• [Problem] The lines below starting at the line containing "Duration::from_secs_f64(1.0 / f64::from(ticrate.max(1)))" and ending at the line containing "in positional order." are to be repeated exactly, with both ends kept and nothing else added.

• [Data listing]
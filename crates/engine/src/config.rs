//! Scenario configuration handed to the engine at initialization.

use crate::error::ConfigError;
use crate::types::{Button, GameVariable, ScreenResolution};
use std::collections::HashSet;
use std::path::PathBuf;
use std::time::Duration;

/// Native engine tick rate, in ticks per second.
pub const DEFAULT_TICRATE: u32 = 35;

/// Real-time duration of one tick at `ticrate` ticks per second. A zero rate
/// is treated as one tick per second.
#[must_use]
pub fn tick_interval(ticrate: u32) -> Duration {
    Duration::from_secs_f64(1.0 / f64::from(ticrate.max(1)))
}

/// Everything the engine needs to run a scenario.
///
/// Built once by the caller and moved into the session, which never mutates
/// it. Fields that have no sensible default are `Option`s so that
/// [`ScenarioConfig::validate`] can report exactly which one is missing.
#[derive(Clone, Debug, PartialEq)]
#[allow(clippy::struct_excessive_bools)]
pub struct ScenarioConfig {
    /// Path to the scenario asset (a WAD file).
    pub scenario_path: Option<PathBuf>,
    /// Map identifier inside the asset, e.g. `map01`.
    pub map: Option<String>,
    pub resolution: ScreenResolution,
    /// Enabled action channels, in positional order.
    pub available_buttons: Vec<Button>,
    /// Game variables reported in every snapshot, in this order.
    pub available_game_variables: Vec<GameVariable>,
    /// Agent ticks before the episode times out. Zero disables the timeout.
    pub episode_timeout: u32,
    /// Ticks the engine runs after a reset before the agent gets control.
    pub episode_start_time: u32,
    /// Reward added on every agent tick.
    pub living_reward: f64,
    pub screen_buffer_enabled: bool,
    pub depth_buffer_enabled: bool,
    pub labels_buffer_enabled: bool,
    pub automap_buffer_enabled: bool,
    pub audio_buffer_enabled: bool,
    pub objects_info_enabled: bool,
    pub sectors_info_enabled: bool,
    pub ticrate: u32,
    /// Engine RNG seed. `None` lets the engine pick.
    pub seed: Option<u64>,
    pub window_visible: bool,
}

impl Default for ScenarioConfig {
    fn default() -> Self {
        Self {
            scenario_path: None,
            map: None,
            resolution: ScreenResolution::default(),
            available_buttons: Vec::new(),
            available_game_variables: Vec::new(),
            episode_timeout: 0,
            episode_start_time: 0,
            living_reward: 0.0,
            screen_buffer_enabled: true,
            depth_buffer_enabled: false,
            labels_buffer_enabled: false,
            automap_buffer_enabled: false,
            audio_buffer_enabled: false,
            objects_info_enabled: false,
            sectors_info_enabled: false,
            ticrate: DEFAULT_TICRATE,
            seed: None,
            window_visible: false,
        }
    }
}

impl ScenarioConfig {
    /// Check that the configuration can be handed to an engine.
    ///
    /// # Errors
    ///
    /// Returns the first problem found: a missing required field, a scenario
    /// path that is not a file, a duplicated button or game variable, a zero
    /// tick rate or a non-finite living reward.
    pub fn validate(&self) -> Result<(), ConfigError> {
        let path = self
            .scenario_path
            .as_ref()
            .ok_or(ConfigError::MissingField("scenario_path"))?;
        if !path.is_file() {
            return Err(ConfigError::UnresolvedPath(path.clone()));
        }

        match self.map.as_deref() {
            None | Some("") => return Err(ConfigError::MissingField("map")),
            Some(_) => {}
        }

        if self.available_buttons.is_empty() {
            return Err(ConfigError::MissingField("available_buttons"));
        }
        let mut seen = HashSet::new();
        for button in &self.available_buttons {
            if !seen.insert(*button) {
                return Err(ConfigError::DuplicateButton(*button));
            }
        }

        let mut seen = HashSet::new();
        for var in &self.available_game_variables {
            if !seen.insert(*var) {
                return Err(ConfigError::DuplicateGameVariable(*var));
            }
        }

        if self.ticrate == 0 {
            return Err(ConfigError::InvalidTicrate);
        }
        if !self.living_reward.is_finite() {
            return Err(ConfigError::NonFiniteReward(self.living_reward));
        }
        Ok(())
    }
}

• [Written solution]
    Duration::from_secs_f64(1.0 / f64::from(ticrate.max(1)))
}

/// Everything the engine needs to run a scenario.
///
/// Built once by the caller and moved into the session, which never mutates
/// it. Fields that have no sensible default are `Option`s so that
/// [`ScenarioConfig::validate`] can report exactly which one is missing.
#[derive(Clone, Debug, PartialEq)]
#[allow(clippy::struct_excessive_bools)]
pub struct ScenarioConfig {
    /// Path to the scenario asset (a WAD file).
    pub scenario_path: Option<PathBuf>,
    /// Map identifier inside the asset, e.g. `map01`.
    pub map: Option<String>,
    pub resolution: ScreenResolution,
    /// Enabled action channels, in positional order.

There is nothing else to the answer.